From six-row to nine-row with Vervaets beet eater harvester

11 January 2002

From six-row to nine-row with Vervaets beet eater harvester

Sugar beet contractors and

growers who saw the new

Vervaet nine-row harvester

in action at recent UK

demonstrations are

weighing up the changes

needed to make the switch

from six-row harvesting.

Mike Williams reports

ITS a giant. With a 500hp Deutz power plant, hydrostatic drive to six wheels on three axles and a gross weight of 54t, the Vervaet Beet Eater must count as the daddy of all sugar beet harvesters.

The machine, which made its first UK appearance at last years Beet UK event in October, has an overall width of just over 5m with a spreader fitted, has a 25t-hopper capacity and a price tag in the region of £300,000.

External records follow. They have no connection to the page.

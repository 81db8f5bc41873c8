//! Scaling adapter

use super::relay::RelayMessage;
use crate::error::{GatewayError, GatewayResult};
use courier_cache::{MessageBus, ReceivedMessage};
use courier_common::{EventType, InstanceId, ScalingConfig, UserId};
use serde_json::Value;
use std::future::Future;
use std::sync::atomic::{AtomicU64, Ordering};
use std::sync::Arc;
use std::time::Duration;
use tokio::sync::{broadcast, watch};
use tokio::task::JoinHandle;
use tokio::time::Instant;

/// Callback for relay messages from other instances
pub type RelayHandler = Arc<dyn Fn(RelayMessage) + Send + Sync>;

/// Bridge between this instance and the shared bus
pub struct ScalingAdapter {
    bus: Arc<dyn MessageBus>,
    instance_id: InstanceId,
    publish_timeout: Duration,
    /// Last sequence number used by this origin
    sequence: AtomicU64,
    /// Self-originated messages dropped on receipt
    loops_discarded: AtomicU64,
}

impl ScalingAdapter {
    #[must_use]
    pub fn new(bus: Arc<dyn MessageBus>, instance_id: InstanceId, publish_timeout: Duration) -> Self {
        Self {
            bus,
            instance_id,
            publish_timeout,
            sequence: AtomicU64::new(0),
            loops_discarded: AtomicU64::new(0),
        }
    }

    #[must_use]
    pub fn from_config(bus: Arc<dyn MessageBus>, instance_id: InstanceId, config: &ScalingConfig) -> Self {
        Self::new(bus, instance_id, Duration::from_millis(config.publish_timeout_ms))
    }

    #[must_use]
    pub fn instance_id(&self) -> &InstanceId {
        &self.instance_id
    }

    #[must_use]
    pub fn loops_discarded(&self) -> u64 {
        self.loops_discarded.load(Ordering::Relaxed)
    }

    /// Build an envelope carrying the next sequence number of this origin
    pub fn envelope(&self, target_user_id: UserId, event_type: EventType, payload: Value) -> RelayMessage {
        RelayMessage {
            target_user_id,
            event_type,
            payload,
            origin_instance: self.instance_id.clone(),
            seq: self.sequence.fetch_add(1, Ordering::SeqCst) + 1,
        }
    }

    /// Broadcast a relay message to the other instances
    ///
    /// Fails with `DeliveryTimeout` if the bus does not accept it within the
    /// publish timeout. Nothing is retried.
    pub async fn publish(&self, message: &RelayMessage) -> GatewayResult<()> {
        let payload = message.to_json()?;
        self.bounded(self.bus.publish(payload)).await?;

        tracing::trace!(
            target_user = %message.target_user_id,
            event_type = %message.event_type,
            seq = message.seq,
            "Relay message published"
        );
        Ok(())
    }

    /// Whether any other instance holds a session for the user
    pub async fn is_reachable(&self, user_id: &UserId) -> GatewayResult<bool> {
        let instances = self.bounded(self.bus.instances_for(user_id)).await?;
        Ok(instances.iter().any(|instance| instance != &self.instance_id))
    }

    /// Relay an event to whichever other instances hold the user
    ///
    /// The presence lookup and the publish share one deadline of the publish
    /// timeout. Returns the relay sequence number, or `None` when no other
    /// instance holds a session for the user.
    pub async fn relay(
        &self,
        target_user_id: &UserId,
        event_type: EventType,
        payload: Value,
    ) -> GatewayResult<Option<u64>> {
        let deadline = Instant::now() + self.publish_timeout;
        match tokio::time::timeout_at(deadline, self.relay_unbounded(target_user_id, event_type, payload)).await {
            Ok(result) => result,
            Err(_) => Err(self.timeout_error()),
        }
    }

    async fn relay_unbounded(
        &self,
        target_user_id: &UserId,
        event_type: EventType,
        payload: Value,
    ) -> GatewayResult<Option<u64>> {
        let instances = self.bus.instances_for(target_user_id).await?;
        if !instances.iter().any(|instance| instance != &self.instance_id) {
            return Ok(None);
        }

        let message = self.envelope(target_user_id.clone(), event_type, payload);
        self.bus.publish(message.to_json()?).await?;

        tracing::trace!(
            target_user = %message.target_user_id,
            event_type = %message.event_type,
            seq = message.seq,
            "Relay message published"
        );
        Ok(Some(message.seq))
    }

    /// Advertise that this instance holds sessions for the user
    pub async fn mark_online(&self, user_id: &UserId) -> GatewayResult<()> {
        self.bounded(self.bus.mark_online(user_id, &self.instance_id)).await
    }

    /// Withdraw this instance from the user's presence set
    pub async fn mark_offline(&self, user_id: &UserId) -> GatewayResult<()> {
        self.bounded(self.bus.mark_offline(user_id, &self.instance_id)).await
    }

    async fn bounded<T, F>(&self, operation: F) -> GatewayResult<T>
    where
        F: Future<Output = courier_cache::BusResult<T>>,
    {
        match tokio::time::timeout(self.publish_timeout, operation).await {
            Ok(result) => result.map_err(GatewayError::from),
            Err(_) => Err(self.timeout_error()),
        }
    }

    fn timeout_error(&self) -> GatewayError {
        GatewayError::DeliveryTimeout {
            timeout_ms: u64::try_from(self.publish_timeout.as_millis()).unwrap_or(u64::MAX),
        }
    }

    /// Decode a raw bus message, dropping our own and malformed ones
    pub fn accept(&self, raw: &ReceivedMessage) -> Option<RelayMessage> {
        let message = match RelayMessage::from_json(&raw.payload) {
            Ok(message) => message,
            Err(e) => {
                tracing::warn!(channel = %raw.channel, error = %e, "Malformed relay message dropped");
                return None;
            }
        };

        if message.origin_instance == self.instance_id {
            self.loops_discarded.fetch_add(1, Ordering::Relaxed);
            tracing::trace!(seq = message.seq, "Self-originated relay message discarded");
            return None;
        }

        Some(message)
    }

    /// Invoke `handler` for every relay message from another instance
    ///
    /// Runs until `shutdown` flips to true or the bus closes.
    pub fn subscribe(self: &Arc<Self>, handler: RelayHandler, mut shutdown: watch::Receiver<bool>) -> JoinHandle<()> {
        let mut receiver = self.bus.subscribe();
        let adapter = Arc::clone(self);

        tokio::spawn(async move {
            loop {
                tokio::select! {
                    received = receiver.recv() => match received {
                        Ok(raw) => {
                            if let Some(message) = adapter.accept(&raw) {
                                tracing::trace!(
                                    origin = %message.origin_instance,
                                    seq = message.seq,
                                    target_user = %message.target_user_id,
                                    "Relay message received"
                                );
                                handler(message);
                            }
                        }
                        Err(broadcast::error::RecvError::Lagged(n)) => {
                            tracing::warn!(lagged = n, "Relay subscriber lagged behind");
                        }
                        Err(broadcast::error::RecvError::Closed) => {
                            tracing::warn!("Relay channel closed");
                            break;
                        }
                    },
                    changed = shutdown.changed() => {
                        if changed.is_err() || *shutdown.borrow() {
                            break;
                        }
                    }
                }
            }

            tracing::debug!("Relay subscription ended");
        })
    }

    /// Release the bus
    pub async fn shutdown(&self) -> GatewayResult<()> {
        self.bus.shutdown().await.map_err(GatewayError::from)
    }
}

impl std::fmt::Debug for ScalingAdapter {
    fn fmt(&self, f: &mut std::fmt::Formatter<'_>) -> std::fmt::Result {
        f.debug_struct("ScalingAdapter")
            .field("instance_id", &self.instance_id)
            .field("publish_timeout", &self.publish_timeout)
            .field("sequence", &self.sequence.load(Ordering::Relaxed))
            .finish()
    }
}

One of the first to appreciate the Beet Eater phenomena was Ken Rush, who runs the K&R Rush contracting business at Shimpling, Bury St Edmunds in Suffolk. He operates two six-row harvesters, but says forward speed of the nine-row Beet Eater is at least as fast as a good six-row machine and reckons he could achieve a genuine 50% increase in the work rate.

"The output is truly impressive. But changing over from a six-row system to a nine-row would be complicated."

Mr Rush points out that, for starters, a nine or an 18-row drill for a nine-row harvester is required. Drilling crops with a six or 12-row machine could cause harvesting problems unless you have a very good tractor driver.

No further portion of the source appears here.